▶ **PROBLEM DESCRIPTION**: From the records below, find each line with the string "Invalid" and copy it.

▶ **GIVEN DATA**:
* * *

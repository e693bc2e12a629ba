//! Configuration management for pathfinder-swap
//!
//! Loads configuration from a TOML file with environment variable substitution.

use crate::error::{SwapError, SwapResult};

use anyhow::{Context, Result};
use ethers::types::{Address, U256};
use lazy_static::lazy_static;
use regex::Regex;
use serde::Deserialize;
use std::env;
use std::path::{Path, PathBuf};

lazy_static! {
    static ref ENV_VAR_PATTERN: Regex =
        Regex::new(r"\$\{([A-Z_][A-Z0-9_]*)\}").expect("valid env var pattern");
}

/// Root configuration structure
#[derive(Debug, Clone, Deserialize)]
pub struct Settings {
    pub pathfinder: PathfinderConfig,
    pub chain: ChainConfig,
    pub swap: SwapConfig,
    #[serde(default)]
    pub execution: ExecutionConfig,
    #[serde(default)]
    pub wallet: WalletConfig,
}

#[derive(Debug, Clone, Deserialize)]
pub struct PathfinderConfig {
    pub base_url: String,
    /// Unset leaves the HTTP client's own defaults in place
    pub request_timeout_secs: Option<u64>,
}

#[derive(Debug, Clone, Deserialize)]
pub struct ChainConfig {
    pub name: String,
    pub chain_id: u64,
    pub rpc_url: String,
    #[serde(default = "default_confirmations")]
    pub confirmations: usize,
    #[serde(default = "default_poll_interval_ms")]
    pub poll_interval_ms: u64,
}

#[derive(Debug, Clone, Deserialize)]
pub struct SwapConfig {
    pub from_token_address: Address,
    pub to_token_address: Address,
    /// Decimal string in token base units
    pub amount: String,
    pub from_chain_id: u64,
    pub to_chain_id: u64,
    pub fee_token_address: Address,
    pub slippage_tolerance: f64,
    /// Spender granted the allowance before the swap is sent
    pub approval_address: Address,
}

#[derive(Debug, Clone, Deserialize)]
pub struct ExecutionConfig {
    #[serde(default)]
    pub approval_ordering: ApprovalOrdering,
    #[serde(default = "default_gas_limit")]
    pub default_gas_limit: u64,
}

/// Whether the allowance check finishes before the swap transaction is sent
#[derive(Debug, Clone, Copy, Default, Deserialize, PartialEq, Eq)]
#[serde(rename_all = "lowercase")]
pub enum ApprovalOrdering {
    /// Await the approval before submitting the swap
    #[default]
    Sequential,
    /// Launch the approval and submit the swap without waiting for it
    Concurrent,
}

#[derive(Debug, Clone, Deserialize)]
pub struct WalletConfig {
    #[serde(default = "default_private_key_env")]
    pub private_key_env: String,
    #[serde(default = "default_address_env")]
    pub address_env: String,
}

fn default_confirmations() -> usize {
    1
}

fn default_poll_interval_ms() -> u64 {
    2_000
}

fn default_gas_limit() -> u64 {
    1_000_000
}

fn default_private_key_env() -> String {
    "PRIVATE_KEY".to_string()
}

fn default_address_env() -> String {
    "WALLET_ADDRESS".to_string()
}

impl Default for ExecutionConfig {
    fn default() -> Self {
        Self {
            approval_ordering: ApprovalOrdering::default(),
            default_gas_limit: default_gas_limit(),
        }
    }
}

impl Default for WalletConfig {
    fn default() -> Self {
        Self {
            private_key_env: default_private_key_env(),
            address_env: default_address_env(),
        }
    }
}

impl SwapConfig {
    /// Amount parsed from its decimal form
    pub fn amount(&self) -> SwapResult<U256> {
        U256::from_dec_str(self.amount.trim())
            .map_err(|e| SwapError::Config(format!("Invalid swap amount {:?}: {}", self.amount, e)))
    }
}

impl Settings {
    /// Load settings from the file named by `SWAP_CONFIG`, or `config/default.toml`
    pub fn load() -> Result<Self> {
        let config_path = env::var("SWAP_CONFIG")
            .map(PathBuf::from)
            .unwrap_or_else(|_| PathBuf::from("config/default.toml"));

        Self::load_from(&config_path)
    }

    /// Load settings from a specific file
    pub fn load_from(config_path: &Path) -> Result<Self> {
        let config_str = std::fs::read_to_string(config_path)
            .with_context(|| format!("Failed to read config file: {:?}", config_path))?;

        Self::from_toml_str(&config_str)
            .with_context(|| format!("Invalid configuration in {:?}", config_path))
    }

    /// Parse and validate settings from TOML text
    pub fn from_toml_str(input: &str) -> Result<Self> {
        let config_str = substitute_env_vars(input);

        let settings: Settings =
            toml::from_str(&config_str).with_context(|| "Failed to parse configuration")?;

        settings.validate()?;

        Ok(settings)
    }

    /// Validate configuration
    fn validate(&self) -> SwapResult<()> {
        reqwest::Url::parse(&self.pathfinder.base_url).map_err(|e| {
            SwapError::Config(format!(
                "Invalid pathfinder base_url {:?}: {}",
                self.pathfinder.base_url, e
            ))
        })?;

        reqwest::Url::parse(&self.chain.rpc_url).map_err(|e| {
            SwapError::Config(format!("Invalid rpc_url {:?}: {}", self.chain.rpc_url, e))
        })?;

        if self.swap.amount()?.is_zero() {
            return Err(SwapError::Config("Swap amount must be positive".to_string()));
        }

        if !(0.0..=100.0).contains(&self.swap.slippage_tolerance) {
            return Err(SwapError::Config(format!(
                "Slippage tolerance {} is outside 0..=100",
                self.swap.slippage_tolerance
            )));
        }

        if self.chain.confirmations == 0 {
            return Err(SwapError::Config(
                "At least one confirmation is required".to_string(),
            ));
        }

        if self.execution.default_gas_limit == 0 {
            return Err(SwapError::Config(
                "default_gas_limit must be positive".to_string(),
            ));
        }

        if self.swap.from_chain_id != self.chain.chain_id {
            tracing::warn!(
                "Swap source chain {} differs from signing chain {} ({})",
                self.swap.from_chain_id,
                self.chain.chain_id,
                self.chain.name
            );
        }

        Ok(())
    }
}

/// Substitute environment variables in the format ${VAR_NAME}
fn substitute_env_vars(input: &str) -> String {
    let mut result = input.to_string();

    for cap in ENV_VAR_PATTERN.captures_iter(input) {
        let var_name = &cap[1];
        let var_value = env::var(var_name).unwrap_or_default();
        result = result.replace(&cap[0], &var_value);
    }

    result
}
//! Chain module - signing and read access to the EVM network the swap is sent on
//!
//! This module provides:
//! - The `ChainClient` seam used by the allowance manager and the swap executor
//! - An ethers-backed implementation with a local signing wallet
//! - ERC-20 bindings for `allowance` and `approve`

pub mod erc20;
pub mod provider;
pub mod wallet;

pub use erc20::approve_calldata;
pub use provider::EvmChainClient;

use crate::error::SwapResult;

use async_trait::async_trait;
use ethers::types::transaction::eip2718::TypedTransaction;
use ethers::types::{Address, TransactionReceipt, H256, U256};

/// Returns true when `token` is the zero-address sentinel for the chain's native asset
pub fn is_native_token(token: Address) -> bool {
    token == Address::zero()
}

/// Operations the swap flow needs from a connected, signing chain handle
#[cfg_attr(test, mockall::automock)]
#[async_trait]
pub trait ChainClient: Send + Sync {
    /// Address of the signing wallet
    fn address(&self) -> Address;

    /// Current network gas price
    async fn gas_price(&self) -> SwapResult<U256>;

    /// ERC-20 `allowance(owner, spender)` on `token`
    async fn allowance(&self, token: Address, owner: Address, spender: Address)
        -> SwapResult<U256>;

    /// Sign and broadcast a transaction, returning its hash
    async fn send_transaction(&self, tx: TypedTransaction) -> SwapResult<H256>;

    /// Wait until `tx_hash` has `confirmations` confirmations
    async fn wait_for_confirmation(
        &self,
        tx_hash: H256,
        confirmations: usize,
    ) -> SwapResult<TransactionReceipt>;
}

#[cfg(test)]
mod tests {
    use super::*;
    use std::str::FromStr;

    #[test]
    fn test_zero_address_is_native() {
        assert!(is_native_token(Address::zero()));
        let dai = Address::from_str("0x6B175474E89094C44Da98b954EedeAC495271d0F").unwrap();
        assert!(!is_native_token(dai));
    }
}
//! Router Pathfinder quoting API
//!
//! One GET per run; no retries.

mod client;
mod types;

pub use client::PathfinderClient;
pub use types::{ExecutionTx, QuoteResponse, SwapRequest};

use crate::error::SwapResult;

use async_trait::async_trait;

/// Source of swap quotes
#[cfg_attr(test, mockall::automock)]
#[async_trait]
pub trait QuoteSource: Send + Sync {
    async fn fetch_quote(&self, request: &SwapRequest) -> SwapResult<QuoteResponse>;
}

* * *

▶ **ANSWER TO THIS EXERCISE**:
            .map_err(|e| SwapError::Config(format!("Invalid swap amount {:?}: {}", self.amount, e)))
            .with_context(|| format!("Invalid configuration in {:?}", config_path))
                "Invalid pathfinder base_url {:?}: {}",
            SwapError::Config(format!("Invalid rpc_url {:?}: {}", self.chain.rpc_url, e))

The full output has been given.